Generally, these are not allowed for hackney taxis as those meters need to comply to specific standards. They are sealed, with fares set by the local council and proper meters are used.
Where companies have the fare calculated by a soft meter, with the fares set by the cab company and not the local council, the fare total is sent back to the office and calculated and the customer charged either instantly or via an agreed method – and no direct payment is made by the customer to the drivers.
Where this system is used then the driver is paid at the end of the week or month minus the commission if applicable. Set fares may also be used instead of using the soft meter.
I consider that how the Uber employment case will now affect local cab companies is based on the working model of each company.
If it is an association or co-operative then nothing changes. If it is a private company but run in a similar way to an association or co-operative then nothing changes.
But if it is the same as the Uber model then there is a high chance that drivers on those companies may no longer be classed as self-employed and will now be employees of the company.
Uber’s contingency plan
However, something that has not been mentioned in the news reports in the media but certainly has within the cab trade is that Uber had already made contingency plans to change its business model pre-empting that the employment court ruling went against them.
A few months ago, it bought a dispatch company called AutoCab which is a cab dispatch system that many individual cab companies use up and down the country.

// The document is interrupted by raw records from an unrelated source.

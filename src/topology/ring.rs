use smallvec::SmallVec;

use crate::foundation::{
    core::CellId,
    error::{MazeError, MazeResult},
};

/// Cells in ring 1. Each spans 60°, the first whole divisor of the full turn whose arc at
/// the ring's radius is longer than the radius itself.
pub const BASE_CELLS: usize = 6;

/// Index into [`RingTopology::links`].
pub type LinkId = usize;

#[derive(Clone, Copy, Debug, PartialEq, Eq, Hash)]
/// Orientation of a link between two adjacent cells.
pub enum LinkKind {
    /// Same ring; `b` is the clockwise neighbour of `a`.
    Angular,
    /// Neighbouring rings; `a` is the inner cell, `b` the outer one.
    Radial,
}

#[derive(Clone, Copy, Debug, PartialEq, Eq)]
/// Undirected adjacency between two cells. Every potential internal wall is one link.
pub struct Link {
    /// First endpoint (counter-clockwise side, or inner side).
    pub a: CellId,
    /// Second endpoint (clockwise side, or outer side).
    pub b: CellId,
    /// Orientation.
    pub kind: LinkKind,
}

impl Link {
    /// The endpoint opposite `cell`, if `cell` is an endpoint.
    pub fn other(&self, cell: CellId) -> Option<CellId> {
        if self.a == cell {
            Some(self.b)
        } else if self.b == cell {
            Some(self.a)
        } else {
            None
        }
    }
}

#[derive(Clone, Debug, Default, PartialEq, Eq)]
/// The wall slots a cell owns, as links into the shared table.
pub struct CellLinks {
    /// Link to the next cell clockwise in the same ring.
    pub clockwise: Option<LinkId>,
    /// Link to the next cell counter-clockwise in the same ring.
    pub counter_clockwise: Option<LinkId>,
    /// Link to the enclosing cell of the ring inside (absent for ring 0).
    pub inward: Option<LinkId>,
    /// Links to the cells of the ring outside, in angular order (empty on the outermost ring).
    pub outward: SmallVec<[LinkId; 2]>,
}

impl CellLinks {
    /// All links in slot order: clockwise, counter-clockwise, inward, outward.
    pub fn iter(&self) -> impl Iterator<Item = LinkId> + '_ {
        self.clockwise
            .into_iter()
            .chain(self.counter_clockwise)
            .chain(self.inward)
            .chain(self.outward.iter().copied())
    }
}

/// Number of cells in `ring`.
///
/// Ring 0 is the single central cell and ring 1 holds [`BASE_CELLS`]. From there the count
/// doubles whenever a ring's inner radius reaches twice the radius of the last split (rings
/// 2, 4, 8, 16, ...), so `cell_count(r) = BASE_CELLS * 2^floor(log2 r)` for `r >= 1`.
pub fn cell_count_for_ring(ring: usize) -> usize {
    if ring == 0 {
        return 1;
    }
    let mut count = BASE_CELLS;
    let mut last_split = 1;
    for r in 2..=ring {
        if r >= 2 * last_split {
            count *= 2;
            last_split = r;
        }
    }
    count
}

#[derive(Clone, Debug, PartialEq, Eq)]
/// Immutable ring-and-cell adjacency table.
///
/// Cells are addressed either by [`CellId`] or by a dense index (ring-major, then position).
/// Each link appears once in [`RingTopology::links`] and is referenced from the slots of both
/// endpoints, so wall state keyed by [`LinkId`] is shared by construction.
pub struct RingTopology {
    ring_count: usize,
    cell_counts: Vec<usize>,
    offsets: Vec<usize>,
    links: Vec<Link>,
    cell_links: Vec<CellLinks>,
}

impl RingTopology {
    /// Build the adjacency table for `ring_count` rings.
    pub fn build(ring_count: usize) -> MazeResult<Self> {
        if ring_count < 1 {
            return Err(MazeError::invalid_input("topology needs at least one ring"));
        }

        let cell_counts: Vec<usize> = (0..ring_count).map(cell_count_for_ring).collect();
        Self::from_cell_counts(cell_counts)
    }

    fn from_cell_counts(cell_counts: Vec<usize>) -> MazeResult<Self> {
        let ring_count = cell_counts.len();
        if cell_counts.first() != Some(&1) {
            return Err(MazeError::inconsistent("ring 0 must hold exactly one cell"));
        }

        let mut offsets = Vec::with_capacity(ring_count);
        let mut total = 0usize;
        for &n in &cell_counts {
            offsets.push(total);
            total += n;
        }

        let mut topo = Self {
            ring_count,
            cell_counts,
            offsets,
            links: Vec::new(),
            cell_links: vec![CellLinks::default(); total],
        };

        for ring in 0..ring_count {
            let n = topo.cell_counts[ring];
            if n < 3 {
                // A single cell has no same-ring neighbour; two cells never occur.
                continue;
            }
            for p in 0..n {
                let a = CellId::new(ring, p);
                let b = CellId::new(ring, (p + 1) % n);
                let id = topo.push_link(a, b, LinkKind::Angular);
                topo.slots_mut(a).clockwise = Some(id);
                topo.slots_mut(b).counter_clockwise = Some(id);
            }
        }

        for ring in 0..ring_count.saturating_sub(1) {
            let inner = topo.cell_counts[ring];
            let outer = topo.cell_counts[ring + 1];
            if outer < inner {
                return Err(MazeError::inconsistent(format!(
                    "ring {} has fewer cells ({outer}) than ring {ring} ({inner})",
                    ring + 1
                )));
            }
            for p in 0..inner {
                let lo = p * outer / inner;
                let hi = (p + 1) * outer / inner;
                for q in lo..hi {
                    let a = CellId::new(ring, p);
                    let b = CellId::new(ring + 1, q);
                    let id = topo.push_link(a, b, LinkKind::Radial);
                    topo.slots_mut(a).outward.push(id);
                    topo.slots_mut(b).inward = Some(id);
                }
            }
        }

        topo.verify_symmetry()?;
        Ok(topo)
    }

    fn push_link(&mut self, a: CellId, b: CellId, kind: LinkKind) -> LinkId {
        self.links.push(Link { a, b, kind });
        self.links.len() - 1
    }

    fn slots_mut(&mut self, cell: CellId) -> &mut CellLinks {
        let idx = self.offsets[cell.ring] + cell.position;
        &mut self.cell_links[idx]
    }

    /// Number of rings.
    pub fn ring_count(&self) -> usize {
        self.ring_count
    }

    /// Index of the outermost ring.
    pub fn outermost_ring(&self) -> usize {
        self.ring_count - 1
    }

    /// Number of cells in `ring` (0 for rings outside the topology).
    pub fn cell_count(&self, ring: usize) -> usize {
        self.cell_counts.get(ring).copied().unwrap_or(0)
    }

    /// Per-ring cell counts, innermost first.
    pub fn cell_counts(&self) -> &[usize] {
        &self.cell_counts
    }

    /// Total number of cells.
    pub fn total_cells(&self) -> usize {
        self.cell_links.len()
    }

    /// Dense index of `cell`, or `None` if it is not part of this topology.
    pub fn index_of(&self, cell: CellId) -> Option<usize> {
        if cell.ring >= self.ring_count || cell.position >= self.cell_counts[cell.ring] {
            return None;
        }
        Some(self.offsets[cell.ring] + cell.position)
    }

    /// Cell at dense index `idx`.
    pub fn cell_at(&self, idx: usize) -> Option<CellId> {
        if idx >= self.total_cells() {
            return None;
        }
        let ring = self.offsets.partition_point(|&off| off <= idx) - 1;
        Some(CellId::new(ring, idx - self.offsets[ring]))
    }

    /// All cells, ring-major.
    pub fn cells(&self) -> impl Iterator<Item = CellId> + '_ {
        self.cell_counts
            .iter()
            .enumerate()
            .flat_map(|(ring, &n)| (0..n).map(move |p| CellId::new(ring, p)))
    }

    /// The shared link table.
    pub fn links(&self) -> &[Link] {
        &self.links
    }

    /// Wall slots of `cell`.
    pub fn slots(&self, cell: CellId) -> Option<&CellLinks> {
        self.index_of(cell).map(|idx| &self.cell_links[idx])
    }

    /// Neighbours of `cell` with the link joining them, in slot order.
    pub fn neighbors(&self, cell: CellId) -> impl Iterator<Item = (LinkId, CellId)> + '_ {
        self.slots(cell)
            .into_iter()
            .flat_map(|slots| slots.iter())
            .filter_map(move |id| self.links[id].other(cell).map(|n| (id, n)))
    }

    /// Link joining `a` and `b`, if they are adjacent.
    pub fn link_between(&self, a: CellId, b: CellId) -> Option<LinkId> {
        self.neighbors(a).find(|&(_, n)| n == b).map(|(id, _)| id)
    }

    /// Angular span of `cell` as `[start, end)` in turns, clockwise from +x.
    pub fn span_turns(&self, cell: CellId) -> (f64, f64) {
        let n = self.cell_count(cell.ring).max(1) as f64;
        (cell.position as f64 / n, (cell.position + 1) as f64 / n)
    }

    /// Angle of the middle of `cell` in turns.
    pub fn center_turns(&self, cell: CellId) -> f64 {
        let n = self.cell_count(cell.ring).max(1) as f64;
        (2 * cell.position + 1) as f64 / (2.0 * n)
    }

    /// Check that every link is referenced by the matching slot on both of its endpoints.
    pub fn verify_symmetry(&self) -> MazeResult<()> {
        for (id, link) in self.links.iter().enumerate() {
            let (Some(a), Some(b)) = (self.slots(link.a), self.slots(link.b)) else {
                return Err(MazeError::inconsistent(format!(
                    "link {id} references a cell outside the topology"
                )));
            };
            let ok = match link.kind {
                LinkKind::Angular => a.clockwise == Some(id) && b.counter_clockwise == Some(id),
                LinkKind::Radial => a.outward.contains(&id) && b.inward == Some(id),
            };
            if !ok {
                return Err(MazeError::inconsistent(format!(
                    "link {id} between {} and {} is not recorded on both sides",
                    link.a, link.b
                )));
            }
        }
        Ok(())
    }
}

#[cfg(test)]
#[path = "../../tests/unit/topology/ring.rs"]
mod tests;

There are several similar systems used such as icabbi, Cordic and others.
By buying AutoCab and remodelling as an “aggregator” it can then use that network of individual cab companies that use AutoCab to move away from dispatching work directly and instead pass Uber work through these companies.
By doing this, it then relinquishes all responsibility of having drivers as employees with that liability being taken on by those individual cab companies, although that is dependent on each cab company’s operating model as previously explained.
In essence if you have a cab company called Joe’s Cabs which uses the AutoCab system then with your own company customer app there will be a choice to book an Uber car or a car from Joe’s Cabs.
This is how it was explained to those individual cab companies at the time although by now there maybe changes to the initial concept of the intended set-up.
I understand that cab companies using the AutoCab dispatch system are not obliged to be tied in with Uber but I expect that the established dominance of Uber will be the deciding factor.
My own personal opinion on what will actually happen is that Uber will eventually end up selling back the same work that Joe’s Cabs originally had built up.
However, since then, the Competition and Markets Authority has launched a formal probe into the deal and would consider its “possible effect on competition, including in the supply of booking and dispatch software to taxi companies in the UK, and any potential impact upon consumers” and has delayed the Uber/AutoCab project.
There is also the question of VAT liability – of backdated VAT hanging over Uber – and now it is classed as an employer, the implications of VAT could be huge.
Unfortunately, the knock-on effect of Uber trying to dominate the world in the taxi and private hire trade while trying to revolutionise the so called “gig economy” may be to the cost of the viability of some local cab companies which do not have the resources to employ drivers.
Uber, the disrupting “technology company” that landed in the UK in 2012 has left what only can be described as a disrupting skid-mark in the taxi and private hire trade.
Andrew Peters is a Streamline driver and local GMB representative.